[Saved entries]
□ □ □ □
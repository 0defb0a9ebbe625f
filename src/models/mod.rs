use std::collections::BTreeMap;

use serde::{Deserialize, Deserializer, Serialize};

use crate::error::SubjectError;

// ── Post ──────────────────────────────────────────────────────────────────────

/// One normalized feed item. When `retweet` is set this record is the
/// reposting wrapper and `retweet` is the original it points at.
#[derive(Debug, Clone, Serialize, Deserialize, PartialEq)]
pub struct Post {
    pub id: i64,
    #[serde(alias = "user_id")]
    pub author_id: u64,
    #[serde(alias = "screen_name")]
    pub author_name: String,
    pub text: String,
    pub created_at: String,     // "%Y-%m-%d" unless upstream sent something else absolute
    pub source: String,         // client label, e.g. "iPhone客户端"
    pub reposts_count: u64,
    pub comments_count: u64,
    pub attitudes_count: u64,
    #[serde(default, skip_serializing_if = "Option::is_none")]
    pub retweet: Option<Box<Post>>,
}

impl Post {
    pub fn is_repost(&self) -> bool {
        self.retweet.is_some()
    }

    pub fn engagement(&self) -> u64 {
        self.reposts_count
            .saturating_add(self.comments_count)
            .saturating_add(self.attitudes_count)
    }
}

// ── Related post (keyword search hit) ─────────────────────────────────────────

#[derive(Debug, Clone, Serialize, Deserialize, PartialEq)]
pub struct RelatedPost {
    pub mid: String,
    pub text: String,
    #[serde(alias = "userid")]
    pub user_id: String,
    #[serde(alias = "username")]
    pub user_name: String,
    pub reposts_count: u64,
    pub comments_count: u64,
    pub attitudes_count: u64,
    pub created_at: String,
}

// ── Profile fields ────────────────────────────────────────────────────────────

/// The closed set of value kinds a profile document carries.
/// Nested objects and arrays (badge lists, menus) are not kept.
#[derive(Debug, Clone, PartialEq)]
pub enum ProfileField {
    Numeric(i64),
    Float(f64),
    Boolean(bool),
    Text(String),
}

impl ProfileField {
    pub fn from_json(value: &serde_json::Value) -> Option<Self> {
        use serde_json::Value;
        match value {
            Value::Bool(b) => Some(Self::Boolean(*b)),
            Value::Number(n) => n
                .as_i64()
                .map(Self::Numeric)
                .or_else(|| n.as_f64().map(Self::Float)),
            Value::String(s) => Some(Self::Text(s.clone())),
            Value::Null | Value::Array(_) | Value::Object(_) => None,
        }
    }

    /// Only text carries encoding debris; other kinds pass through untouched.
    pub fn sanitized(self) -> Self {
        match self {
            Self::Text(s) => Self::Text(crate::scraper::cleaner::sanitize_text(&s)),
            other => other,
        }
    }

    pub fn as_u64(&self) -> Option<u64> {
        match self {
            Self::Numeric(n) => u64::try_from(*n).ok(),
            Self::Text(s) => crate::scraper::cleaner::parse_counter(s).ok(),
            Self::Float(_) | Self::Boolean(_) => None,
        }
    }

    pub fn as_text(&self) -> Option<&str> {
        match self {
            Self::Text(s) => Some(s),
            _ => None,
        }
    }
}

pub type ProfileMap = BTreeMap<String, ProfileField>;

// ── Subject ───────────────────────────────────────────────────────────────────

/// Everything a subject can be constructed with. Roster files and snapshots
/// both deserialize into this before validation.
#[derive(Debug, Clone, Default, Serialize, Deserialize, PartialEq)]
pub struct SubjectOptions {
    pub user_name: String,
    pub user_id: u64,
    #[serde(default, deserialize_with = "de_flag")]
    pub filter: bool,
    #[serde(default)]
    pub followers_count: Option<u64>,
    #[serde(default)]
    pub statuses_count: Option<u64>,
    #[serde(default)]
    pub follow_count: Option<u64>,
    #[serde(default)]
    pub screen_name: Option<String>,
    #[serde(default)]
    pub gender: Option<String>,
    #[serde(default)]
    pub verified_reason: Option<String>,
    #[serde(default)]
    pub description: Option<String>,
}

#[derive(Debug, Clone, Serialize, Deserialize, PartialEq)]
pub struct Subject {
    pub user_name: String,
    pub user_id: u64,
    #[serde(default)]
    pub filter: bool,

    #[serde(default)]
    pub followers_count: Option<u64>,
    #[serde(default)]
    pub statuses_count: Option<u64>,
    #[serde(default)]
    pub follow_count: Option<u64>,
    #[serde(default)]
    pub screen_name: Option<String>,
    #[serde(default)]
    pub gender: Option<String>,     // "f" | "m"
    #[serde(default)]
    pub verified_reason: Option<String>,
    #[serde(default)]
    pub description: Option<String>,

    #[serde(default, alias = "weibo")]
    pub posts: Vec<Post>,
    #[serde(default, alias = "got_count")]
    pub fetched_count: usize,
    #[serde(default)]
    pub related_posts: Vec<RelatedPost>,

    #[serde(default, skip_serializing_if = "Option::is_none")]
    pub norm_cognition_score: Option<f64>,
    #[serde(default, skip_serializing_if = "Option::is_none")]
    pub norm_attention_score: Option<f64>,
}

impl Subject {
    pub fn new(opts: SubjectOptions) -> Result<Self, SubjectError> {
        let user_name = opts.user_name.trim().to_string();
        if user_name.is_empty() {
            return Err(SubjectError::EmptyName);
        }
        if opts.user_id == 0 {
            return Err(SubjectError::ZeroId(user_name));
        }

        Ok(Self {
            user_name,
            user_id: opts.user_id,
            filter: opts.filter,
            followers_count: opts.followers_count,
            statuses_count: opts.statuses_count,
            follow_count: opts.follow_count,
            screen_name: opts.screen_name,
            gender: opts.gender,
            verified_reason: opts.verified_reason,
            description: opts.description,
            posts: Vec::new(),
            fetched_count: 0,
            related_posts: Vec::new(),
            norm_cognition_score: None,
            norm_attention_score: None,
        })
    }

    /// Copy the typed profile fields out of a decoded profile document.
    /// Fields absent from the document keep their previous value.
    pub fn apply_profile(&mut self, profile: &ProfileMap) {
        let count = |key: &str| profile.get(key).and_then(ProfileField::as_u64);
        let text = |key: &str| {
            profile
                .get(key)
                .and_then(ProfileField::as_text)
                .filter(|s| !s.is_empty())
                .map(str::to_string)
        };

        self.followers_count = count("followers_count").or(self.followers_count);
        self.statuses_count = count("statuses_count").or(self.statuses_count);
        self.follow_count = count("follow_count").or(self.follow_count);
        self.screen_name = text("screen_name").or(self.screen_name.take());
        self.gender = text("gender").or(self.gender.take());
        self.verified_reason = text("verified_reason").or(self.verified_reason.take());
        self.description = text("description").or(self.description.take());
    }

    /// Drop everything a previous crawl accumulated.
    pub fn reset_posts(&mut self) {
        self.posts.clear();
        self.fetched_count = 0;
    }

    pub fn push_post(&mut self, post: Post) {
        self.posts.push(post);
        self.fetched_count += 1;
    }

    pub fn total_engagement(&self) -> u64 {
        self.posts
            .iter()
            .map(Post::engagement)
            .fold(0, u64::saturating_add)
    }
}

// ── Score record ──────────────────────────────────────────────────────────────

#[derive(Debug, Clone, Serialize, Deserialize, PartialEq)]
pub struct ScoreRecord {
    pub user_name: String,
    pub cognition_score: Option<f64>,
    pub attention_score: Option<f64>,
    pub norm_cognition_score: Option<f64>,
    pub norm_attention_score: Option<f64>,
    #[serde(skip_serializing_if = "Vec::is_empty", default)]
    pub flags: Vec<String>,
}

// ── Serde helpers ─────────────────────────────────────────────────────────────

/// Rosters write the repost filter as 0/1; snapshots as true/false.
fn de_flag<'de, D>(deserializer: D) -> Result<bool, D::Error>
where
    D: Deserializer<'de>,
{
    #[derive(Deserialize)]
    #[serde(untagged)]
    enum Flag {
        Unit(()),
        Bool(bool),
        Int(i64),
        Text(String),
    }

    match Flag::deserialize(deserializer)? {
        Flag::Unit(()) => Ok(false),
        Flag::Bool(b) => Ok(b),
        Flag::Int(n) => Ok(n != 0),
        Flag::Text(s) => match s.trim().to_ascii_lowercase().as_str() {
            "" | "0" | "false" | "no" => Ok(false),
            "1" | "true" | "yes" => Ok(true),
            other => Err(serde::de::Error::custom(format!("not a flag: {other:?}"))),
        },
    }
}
□ □ □ □
**THE PROBLEM:** Your answer must consist solely of the lines from the top of the entries above through the line containing "pub fn engagement(&self)", copied exactly, both ends included.

**ANSWER AREA:**
repository 0defb0a9ebbe625f
filename src/models/mod.rs
use std::collections::BTreeMap;

use serde::{Deserialize, Deserializer, Serialize};

use crate::error::SubjectError;

// ── Post ──────────────────────────────────────────────────────────────────────

/// One normalized feed item. When `retweet` is set this record is the
/// reposting wrapper and `retweet` is the original it points at.
#[derive(Debug, Clone, Serialize, Deserialize, PartialEq)]
pub struct Post {
    pub id: i64,
    #[serde(alias = "user_id")]
    pub author_id: u64,
    #[serde(alias = "screen_name")]
    pub author_name: String,
    pub text: String,
    pub created_at: String,     // "%Y-%m-%d" unless upstream sent something else absolute
    pub source: String,         // client label, e.g. "iPhone客户端"
    pub reposts_count: u64,
    pub comments_count: u64,
    pub attitudes_count: u64,
    #[serde(default, skip_serializing_if = "Option::is_none")]
    pub retweet: Option<Box<Post>>,
}

impl Post {
    pub fn is_repost(&self) -> bool {
        self.retweet.is_some()
    }

    pub fn engagement(&self) -> u64 {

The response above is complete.